Saved data entries:

——

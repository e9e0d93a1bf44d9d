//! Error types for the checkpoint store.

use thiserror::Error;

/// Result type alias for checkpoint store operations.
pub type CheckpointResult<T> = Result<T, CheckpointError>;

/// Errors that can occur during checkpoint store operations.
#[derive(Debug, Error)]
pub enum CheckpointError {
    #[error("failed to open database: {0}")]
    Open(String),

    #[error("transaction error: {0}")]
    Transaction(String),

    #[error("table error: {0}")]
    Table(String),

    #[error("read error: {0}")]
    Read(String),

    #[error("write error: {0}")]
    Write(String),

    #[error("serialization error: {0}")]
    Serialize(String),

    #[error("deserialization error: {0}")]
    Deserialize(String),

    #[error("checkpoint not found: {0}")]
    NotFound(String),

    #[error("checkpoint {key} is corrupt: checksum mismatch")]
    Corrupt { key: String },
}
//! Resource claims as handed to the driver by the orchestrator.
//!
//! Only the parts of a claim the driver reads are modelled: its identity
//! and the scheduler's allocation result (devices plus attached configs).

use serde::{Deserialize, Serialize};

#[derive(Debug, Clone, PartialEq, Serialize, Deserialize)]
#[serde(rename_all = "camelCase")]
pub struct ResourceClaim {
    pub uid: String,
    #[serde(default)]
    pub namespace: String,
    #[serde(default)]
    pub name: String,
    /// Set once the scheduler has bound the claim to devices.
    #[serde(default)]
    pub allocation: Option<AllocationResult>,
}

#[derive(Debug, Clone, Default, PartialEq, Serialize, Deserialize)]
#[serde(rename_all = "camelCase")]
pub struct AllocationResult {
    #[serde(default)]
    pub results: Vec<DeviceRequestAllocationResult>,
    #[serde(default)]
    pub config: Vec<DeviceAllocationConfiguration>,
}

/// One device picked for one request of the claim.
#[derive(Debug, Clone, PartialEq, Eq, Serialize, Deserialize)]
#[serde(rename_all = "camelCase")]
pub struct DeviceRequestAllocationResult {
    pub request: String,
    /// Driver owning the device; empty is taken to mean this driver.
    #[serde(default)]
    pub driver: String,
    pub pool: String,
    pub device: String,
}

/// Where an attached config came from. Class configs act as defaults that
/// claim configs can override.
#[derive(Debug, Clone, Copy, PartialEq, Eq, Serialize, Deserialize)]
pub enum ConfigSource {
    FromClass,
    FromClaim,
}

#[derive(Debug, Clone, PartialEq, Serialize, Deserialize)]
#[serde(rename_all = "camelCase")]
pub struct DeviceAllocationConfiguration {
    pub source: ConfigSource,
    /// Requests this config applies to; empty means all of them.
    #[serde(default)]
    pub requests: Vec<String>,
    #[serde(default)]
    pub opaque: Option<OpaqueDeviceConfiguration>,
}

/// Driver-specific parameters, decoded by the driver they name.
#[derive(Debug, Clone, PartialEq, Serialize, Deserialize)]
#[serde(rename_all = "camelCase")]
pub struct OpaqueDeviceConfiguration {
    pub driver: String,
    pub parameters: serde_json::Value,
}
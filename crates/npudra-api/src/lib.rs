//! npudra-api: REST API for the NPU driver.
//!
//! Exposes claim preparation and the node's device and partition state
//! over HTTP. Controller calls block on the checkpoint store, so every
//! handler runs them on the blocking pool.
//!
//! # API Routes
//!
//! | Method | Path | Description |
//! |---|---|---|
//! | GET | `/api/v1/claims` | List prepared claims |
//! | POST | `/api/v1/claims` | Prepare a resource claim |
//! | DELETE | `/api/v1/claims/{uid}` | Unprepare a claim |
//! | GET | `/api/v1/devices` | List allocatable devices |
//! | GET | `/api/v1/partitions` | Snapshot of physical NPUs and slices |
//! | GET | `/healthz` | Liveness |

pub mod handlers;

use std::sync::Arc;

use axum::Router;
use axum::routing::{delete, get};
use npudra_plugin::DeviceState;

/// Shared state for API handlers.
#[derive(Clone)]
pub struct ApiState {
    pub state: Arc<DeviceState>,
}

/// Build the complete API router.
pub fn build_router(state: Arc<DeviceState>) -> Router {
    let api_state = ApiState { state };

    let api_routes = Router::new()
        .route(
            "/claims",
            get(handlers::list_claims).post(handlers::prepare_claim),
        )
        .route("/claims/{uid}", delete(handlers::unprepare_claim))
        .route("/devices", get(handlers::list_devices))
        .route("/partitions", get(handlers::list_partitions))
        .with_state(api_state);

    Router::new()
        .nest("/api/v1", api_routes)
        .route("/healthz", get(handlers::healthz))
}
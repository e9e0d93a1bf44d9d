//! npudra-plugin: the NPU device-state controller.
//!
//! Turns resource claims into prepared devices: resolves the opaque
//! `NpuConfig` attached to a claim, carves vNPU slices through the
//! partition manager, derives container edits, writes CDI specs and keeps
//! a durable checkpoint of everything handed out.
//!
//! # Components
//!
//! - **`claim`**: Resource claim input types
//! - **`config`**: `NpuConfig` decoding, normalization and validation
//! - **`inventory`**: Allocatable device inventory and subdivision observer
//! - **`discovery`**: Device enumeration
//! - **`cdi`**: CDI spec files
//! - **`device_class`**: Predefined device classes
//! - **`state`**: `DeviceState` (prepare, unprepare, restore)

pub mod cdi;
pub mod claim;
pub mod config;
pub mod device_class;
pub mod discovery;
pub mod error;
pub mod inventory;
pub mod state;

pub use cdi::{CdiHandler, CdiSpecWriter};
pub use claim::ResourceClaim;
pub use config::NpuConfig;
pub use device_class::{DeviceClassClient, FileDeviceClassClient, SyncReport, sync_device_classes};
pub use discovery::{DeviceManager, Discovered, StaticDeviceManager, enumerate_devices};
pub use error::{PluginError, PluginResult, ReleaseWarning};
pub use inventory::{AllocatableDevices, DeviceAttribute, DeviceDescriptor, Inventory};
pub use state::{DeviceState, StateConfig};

——

Assigned task —
Would you repeat each line above exactly as it stands?

Answer below —
repository e9e0d93a1bf44d9d
//! Error types for the checkpoint store.

use thiserror::Error;

/// Result type alias for checkpoint store operations.
pub type CheckpointResult<T> = Result<T, CheckpointError>;

/// Errors that can occur during checkpoint store operations.
#[derive(Debug, Error)]
pub enum CheckpointError {
    #[error("failed to open database: {0}")]
    Open(String),

    #[error("transaction error: {0}")]
    Transaction(String),

    #[error("table error: {0}")]
    Table(String),

    #[error("read error: {0}")]
    Read(String),

    #[error("write error: {0}")]
    Write(String),

    #[error("serialization error: {0}")]
    Serialize(String),

    #[error("deserialization error: {0}")]
    Deserialize(String),

    #[error("checkpoint not found: {0}")]
    NotFound(String),

    #[error("checkpoint {key} is corrupt: checksum mismatch")]
    Corrupt { key: String },
}
//! Resource claims as handed to the driver by the orchestrator.
//!
//! Only the parts of a claim the driver reads are modelled: its identity
//! and the scheduler's allocation result (devices plus attached configs).

use serde::{Deserialize, Serialize};

#[derive(Debug, Clone, PartialEq, Serialize, Deserialize)]
#[serde(rename_all = "camelCase")]
pub struct ResourceClaim {
    pub uid: String,
    #[serde(default)]
    pub namespace: String,
    #[serde(default)]
    pub name: String,
    /// Set once the scheduler has bound the claim to devices.
    #[serde(default)]
    pub allocation: Option<AllocationResult>,
}

#[derive(Debug, Clone, Default, PartialEq, Serialize, Deserialize)]
#[serde(rename_all = "camelCase")]
pub struct AllocationResult {
    #[serde(default)]
    pub results: Vec<DeviceRequestAllocationResult>,
    #[serde(default)]
    pub config: Vec<DeviceAllocationConfiguration>,
}

/// One device picked for one request of the claim.
#[derive(Debug, Clone, PartialEq, Eq, Serialize, Deserialize)]
#[serde(rename_all = "camelCase")]
pub struct DeviceRequestAllocationResult {
    pub request: String,
    /// Driver owning the device; empty is taken to mean this driver.
    #[serde(default)]
    pub driver: String,
    pub pool: String,
    pub device: String,
}

/// Where an attached config came from. Class configs act as defaults that
/// claim configs can override.
#[derive(Debug, Clone, Copy, PartialEq, Eq, Serialize, Deserialize)]
pub enum ConfigSource {
    FromClass,
    FromClaim,
}

#[derive(Debug, Clone, PartialEq, Serialize, Deserialize)]
#[serde(rename_all = "camelCase")]
pub struct DeviceAllocationConfiguration {
    pub source: ConfigSource,
    /// Requests this config applies to; empty means all of them.
    #[serde(default)]
    pub requests: Vec<String>,
    #[serde(default)]
    pub opaque: Option<OpaqueDeviceConfiguration>,
}

/// Driver-specific parameters, decoded by the driver they name.
#[derive(Debug, Clone, PartialEq, Serialize, Deserialize)]
#[serde(rename_all = "camelCase")]
pub struct OpaqueDeviceConfiguration {
    pub driver: String,
    pub parameters: serde_json::Value,
}
filename crates/npudra-api/src/lib.rs
//! npudra-api: REST API for the NPU driver.
//!
//! Exposes claim preparation and the node's device and partition state
//! over HTTP. Controller calls block on the checkpoint store, so every
//! handler runs them on the blocking pool.
//!
//! # API Routes
//!
//! | Method | Path | Description |
//! |---|---|---|
//! | GET | `/api/v1/claims` | List prepared claims |
//! | POST | `/api/v1/claims` | Prepare a resource claim |
//! | DELETE | `/api/v1/claims/{uid}` | Unprepare a claim |
//! | GET | `/api/v1/devices` | List allocatable devices |
//! | GET | `/api/v1/partitions` | Snapshot of physical NPUs and slices |
//! | GET | `/healthz` | Liveness |

pub mod handlers;

use std::sync::Arc;

use axum::Router;
use axum::routing::{delete, get};
use npudra_plugin::DeviceState;

/// Shared state for API handlers.
#[derive(Clone)]
pub struct ApiState {
    pub state: Arc<DeviceState>,
}

/// Build the complete API router.
pub fn build_router(state: Arc<DeviceState>) -> Router {
    let api_state = ApiState { state };

    let api_routes = Router::new()
        .route(
            "/claims",
            get(handlers::list_claims).post(handlers::prepare_claim),
        )
        .route("/claims/{uid}", delete(handlers::unprepare_claim))
        .route("/devices", get(handlers::list_devices))
        .route("/partitions", get(handlers::list_partitions))
        .with_state(api_state);

    Router::new()
        .nest("/api/v1", api_routes)
        .route("/healthz", get(handlers::healthz))
}
repository e9e0d93a1bf44d9d
//! npudra-plugin: the NPU device-state controller.
//!
//! Turns resource claims into prepared devices: resolves the opaque
//! `NpuConfig` attached to a claim, carves vNPU slices through the
//! partition manager, derives container edits, writes CDI specs and keeps
//! a durable checkpoint of everything handed out.
//!
//! # Components
//!
//! - **`claim`**: Resource claim input types
//! - **`config`**: `NpuConfig` decoding, normalization and validation
//! - **`inventory`**: Allocatable device inventory and subdivision observer
//! - **`discovery`**: Device enumeration
//! - **`cdi`**: CDI spec files
//! - **`device_class`**: Predefined device classes
//! - **`state`**: `DeviceState` (prepare, unprepare, restore)

pub mod cdi;
pub mod claim;
pub mod config;
pub mod device_class;
pub mod discovery;
pub mod error;
pub mod inventory;
pub mod state;

pub use cdi::{CdiHandler, CdiSpecWriter};
pub use claim::ResourceClaim;
pub use config::NpuConfig;
pub use device_class::{DeviceClassClient, FileDeviceClassClient, SyncReport, sync_device_classes};
pub use discovery::{DeviceManager, Discovered, StaticDeviceManager, enumerate_devices};
pub use error::{PluginError, PluginResult, ReleaseWarning};
pub use inventory::{AllocatableDevices, DeviceAttribute, DeviceDescriptor, Inventory};
pub use state::{DeviceState, StateConfig};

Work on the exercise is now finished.